- _Exercise objective_: For the word "struct", copy every line of the material that includes it.

- _Data section_:
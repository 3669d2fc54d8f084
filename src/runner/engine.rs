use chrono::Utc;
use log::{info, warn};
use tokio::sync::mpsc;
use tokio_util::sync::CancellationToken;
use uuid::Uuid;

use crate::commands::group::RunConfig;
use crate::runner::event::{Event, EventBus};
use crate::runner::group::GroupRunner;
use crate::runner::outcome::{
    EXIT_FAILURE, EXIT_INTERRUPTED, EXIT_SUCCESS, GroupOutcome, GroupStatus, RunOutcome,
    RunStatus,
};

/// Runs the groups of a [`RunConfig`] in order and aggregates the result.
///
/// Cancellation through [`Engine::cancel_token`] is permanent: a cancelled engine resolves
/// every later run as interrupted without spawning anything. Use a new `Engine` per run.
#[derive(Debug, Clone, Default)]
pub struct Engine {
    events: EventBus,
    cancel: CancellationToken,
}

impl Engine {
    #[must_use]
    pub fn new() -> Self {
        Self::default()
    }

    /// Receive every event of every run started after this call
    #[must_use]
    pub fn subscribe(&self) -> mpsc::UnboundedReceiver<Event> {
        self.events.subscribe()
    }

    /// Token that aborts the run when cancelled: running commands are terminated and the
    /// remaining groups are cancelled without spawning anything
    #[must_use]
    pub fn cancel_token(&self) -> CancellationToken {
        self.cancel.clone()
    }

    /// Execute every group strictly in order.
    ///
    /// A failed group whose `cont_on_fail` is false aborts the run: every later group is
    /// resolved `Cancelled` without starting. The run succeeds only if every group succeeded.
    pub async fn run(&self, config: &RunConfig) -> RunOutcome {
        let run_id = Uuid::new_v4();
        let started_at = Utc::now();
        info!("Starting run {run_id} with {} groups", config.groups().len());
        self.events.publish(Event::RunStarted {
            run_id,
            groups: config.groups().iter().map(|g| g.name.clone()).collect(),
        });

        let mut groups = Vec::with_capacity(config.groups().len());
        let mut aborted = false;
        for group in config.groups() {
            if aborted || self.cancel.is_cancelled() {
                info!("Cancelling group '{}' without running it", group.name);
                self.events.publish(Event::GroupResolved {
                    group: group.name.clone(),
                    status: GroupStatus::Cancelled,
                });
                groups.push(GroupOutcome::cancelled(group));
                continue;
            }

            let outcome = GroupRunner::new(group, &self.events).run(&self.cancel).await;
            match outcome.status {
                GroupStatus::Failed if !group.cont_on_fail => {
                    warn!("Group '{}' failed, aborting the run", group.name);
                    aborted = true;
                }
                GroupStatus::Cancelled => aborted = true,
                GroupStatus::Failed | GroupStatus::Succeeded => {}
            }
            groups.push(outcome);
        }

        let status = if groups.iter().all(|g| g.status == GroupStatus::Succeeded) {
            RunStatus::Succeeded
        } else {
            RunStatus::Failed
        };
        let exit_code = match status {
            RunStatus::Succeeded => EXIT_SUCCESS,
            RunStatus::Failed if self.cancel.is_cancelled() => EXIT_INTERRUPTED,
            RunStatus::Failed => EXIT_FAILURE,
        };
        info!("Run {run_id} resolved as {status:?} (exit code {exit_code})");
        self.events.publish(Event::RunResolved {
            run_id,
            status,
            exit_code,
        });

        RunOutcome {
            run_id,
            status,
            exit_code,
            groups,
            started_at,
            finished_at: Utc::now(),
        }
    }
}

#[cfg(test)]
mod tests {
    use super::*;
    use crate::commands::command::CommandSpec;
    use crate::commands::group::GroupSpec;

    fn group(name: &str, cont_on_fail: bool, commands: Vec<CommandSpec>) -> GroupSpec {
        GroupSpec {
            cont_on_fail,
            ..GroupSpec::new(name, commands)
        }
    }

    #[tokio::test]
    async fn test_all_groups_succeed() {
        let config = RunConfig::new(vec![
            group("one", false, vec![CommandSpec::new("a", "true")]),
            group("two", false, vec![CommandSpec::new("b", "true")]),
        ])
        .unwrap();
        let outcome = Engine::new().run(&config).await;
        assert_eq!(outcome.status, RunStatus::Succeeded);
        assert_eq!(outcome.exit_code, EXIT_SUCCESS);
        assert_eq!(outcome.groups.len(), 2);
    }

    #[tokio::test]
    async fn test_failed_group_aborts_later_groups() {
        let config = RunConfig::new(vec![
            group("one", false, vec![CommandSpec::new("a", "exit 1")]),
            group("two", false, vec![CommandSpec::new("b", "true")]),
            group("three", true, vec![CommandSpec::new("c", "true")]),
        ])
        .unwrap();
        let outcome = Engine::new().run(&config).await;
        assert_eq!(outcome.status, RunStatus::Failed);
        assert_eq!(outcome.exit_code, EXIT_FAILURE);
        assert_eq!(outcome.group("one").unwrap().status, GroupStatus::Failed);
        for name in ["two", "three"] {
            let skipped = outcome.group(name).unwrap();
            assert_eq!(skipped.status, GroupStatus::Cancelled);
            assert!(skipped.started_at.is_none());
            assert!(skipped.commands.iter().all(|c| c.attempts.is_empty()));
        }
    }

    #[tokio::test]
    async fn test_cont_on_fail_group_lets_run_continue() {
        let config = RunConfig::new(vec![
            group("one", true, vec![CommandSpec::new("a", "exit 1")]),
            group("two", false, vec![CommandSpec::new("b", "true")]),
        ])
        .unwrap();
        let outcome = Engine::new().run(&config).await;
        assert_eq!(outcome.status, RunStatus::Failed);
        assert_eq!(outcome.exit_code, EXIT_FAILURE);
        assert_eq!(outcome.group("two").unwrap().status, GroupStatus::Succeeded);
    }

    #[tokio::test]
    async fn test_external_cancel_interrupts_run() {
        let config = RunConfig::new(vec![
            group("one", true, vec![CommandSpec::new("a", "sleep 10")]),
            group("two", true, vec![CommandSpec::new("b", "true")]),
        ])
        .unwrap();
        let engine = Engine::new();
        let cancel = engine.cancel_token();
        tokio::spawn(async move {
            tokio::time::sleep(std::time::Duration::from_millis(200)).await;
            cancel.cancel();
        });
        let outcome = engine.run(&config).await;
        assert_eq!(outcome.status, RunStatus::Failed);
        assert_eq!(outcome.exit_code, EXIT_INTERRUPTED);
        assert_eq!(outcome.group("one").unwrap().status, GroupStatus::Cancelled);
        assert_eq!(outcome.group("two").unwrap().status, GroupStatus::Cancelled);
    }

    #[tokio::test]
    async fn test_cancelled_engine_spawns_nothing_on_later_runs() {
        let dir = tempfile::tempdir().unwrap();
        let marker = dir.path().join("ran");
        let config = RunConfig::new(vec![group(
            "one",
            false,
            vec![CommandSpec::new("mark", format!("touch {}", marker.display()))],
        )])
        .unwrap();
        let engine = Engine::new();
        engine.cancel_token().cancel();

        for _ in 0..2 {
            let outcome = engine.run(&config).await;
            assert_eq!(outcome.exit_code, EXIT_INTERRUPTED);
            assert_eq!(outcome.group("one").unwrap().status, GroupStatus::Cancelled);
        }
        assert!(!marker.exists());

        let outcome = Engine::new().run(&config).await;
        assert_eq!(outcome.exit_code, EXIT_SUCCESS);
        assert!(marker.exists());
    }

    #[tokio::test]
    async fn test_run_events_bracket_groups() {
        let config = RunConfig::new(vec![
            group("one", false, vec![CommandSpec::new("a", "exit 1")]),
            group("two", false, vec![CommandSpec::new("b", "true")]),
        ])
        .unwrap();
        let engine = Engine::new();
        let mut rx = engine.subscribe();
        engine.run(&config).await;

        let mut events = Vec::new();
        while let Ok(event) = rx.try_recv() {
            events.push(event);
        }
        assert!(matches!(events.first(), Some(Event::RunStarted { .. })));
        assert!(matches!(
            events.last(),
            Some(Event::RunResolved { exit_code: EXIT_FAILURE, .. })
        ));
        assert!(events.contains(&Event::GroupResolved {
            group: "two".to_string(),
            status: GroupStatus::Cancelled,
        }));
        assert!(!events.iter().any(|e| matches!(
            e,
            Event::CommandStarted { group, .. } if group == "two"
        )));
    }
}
--
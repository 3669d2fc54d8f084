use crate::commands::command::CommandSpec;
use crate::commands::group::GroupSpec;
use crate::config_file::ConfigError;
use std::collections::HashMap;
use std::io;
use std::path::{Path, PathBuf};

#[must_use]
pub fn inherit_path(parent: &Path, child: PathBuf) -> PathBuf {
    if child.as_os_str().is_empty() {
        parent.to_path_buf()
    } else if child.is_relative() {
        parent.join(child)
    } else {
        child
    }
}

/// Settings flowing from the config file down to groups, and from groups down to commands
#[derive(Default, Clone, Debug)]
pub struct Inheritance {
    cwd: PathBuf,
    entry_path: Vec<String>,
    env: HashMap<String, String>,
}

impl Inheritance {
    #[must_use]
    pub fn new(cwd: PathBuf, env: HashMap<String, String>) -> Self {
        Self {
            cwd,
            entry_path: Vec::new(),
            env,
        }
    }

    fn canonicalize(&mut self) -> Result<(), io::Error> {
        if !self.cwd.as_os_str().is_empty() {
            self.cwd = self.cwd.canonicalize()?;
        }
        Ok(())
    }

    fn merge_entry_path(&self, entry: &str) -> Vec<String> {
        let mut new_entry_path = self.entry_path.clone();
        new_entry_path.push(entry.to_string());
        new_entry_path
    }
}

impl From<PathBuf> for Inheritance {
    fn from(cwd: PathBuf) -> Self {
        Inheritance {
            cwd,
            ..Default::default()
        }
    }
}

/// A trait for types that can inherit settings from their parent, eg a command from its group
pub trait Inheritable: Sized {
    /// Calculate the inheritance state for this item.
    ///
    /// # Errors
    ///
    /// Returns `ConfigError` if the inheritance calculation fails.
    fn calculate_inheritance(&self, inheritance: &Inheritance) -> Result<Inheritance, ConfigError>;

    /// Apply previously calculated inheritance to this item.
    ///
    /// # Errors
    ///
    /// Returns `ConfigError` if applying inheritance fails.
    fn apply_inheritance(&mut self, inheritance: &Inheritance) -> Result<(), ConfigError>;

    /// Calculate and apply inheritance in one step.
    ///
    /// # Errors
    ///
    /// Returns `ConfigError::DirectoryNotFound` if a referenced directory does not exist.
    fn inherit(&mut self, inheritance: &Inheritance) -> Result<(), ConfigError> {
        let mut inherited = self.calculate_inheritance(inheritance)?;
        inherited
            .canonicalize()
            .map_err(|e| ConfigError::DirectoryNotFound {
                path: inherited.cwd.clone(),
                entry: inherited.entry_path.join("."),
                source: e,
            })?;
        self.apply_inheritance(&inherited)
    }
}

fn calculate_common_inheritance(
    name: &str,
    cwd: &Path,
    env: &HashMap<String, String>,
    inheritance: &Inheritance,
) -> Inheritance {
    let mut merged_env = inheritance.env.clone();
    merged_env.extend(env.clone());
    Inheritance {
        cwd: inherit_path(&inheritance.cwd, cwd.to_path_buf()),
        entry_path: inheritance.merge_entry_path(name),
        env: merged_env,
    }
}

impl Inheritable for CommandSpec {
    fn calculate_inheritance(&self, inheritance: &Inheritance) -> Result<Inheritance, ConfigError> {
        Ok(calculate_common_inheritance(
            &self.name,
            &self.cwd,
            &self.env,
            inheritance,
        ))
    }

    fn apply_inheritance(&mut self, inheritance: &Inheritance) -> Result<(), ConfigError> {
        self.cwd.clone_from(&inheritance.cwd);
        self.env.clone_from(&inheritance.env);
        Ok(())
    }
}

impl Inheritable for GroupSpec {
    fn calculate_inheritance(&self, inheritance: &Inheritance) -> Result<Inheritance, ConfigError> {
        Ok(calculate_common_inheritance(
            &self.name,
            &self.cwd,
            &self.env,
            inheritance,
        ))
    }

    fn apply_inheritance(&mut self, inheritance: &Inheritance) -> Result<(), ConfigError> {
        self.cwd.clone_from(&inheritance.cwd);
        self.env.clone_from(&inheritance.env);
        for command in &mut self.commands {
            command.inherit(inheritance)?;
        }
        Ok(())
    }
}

- _Task response_:
pub struct Engine {
pub struct Inheritance {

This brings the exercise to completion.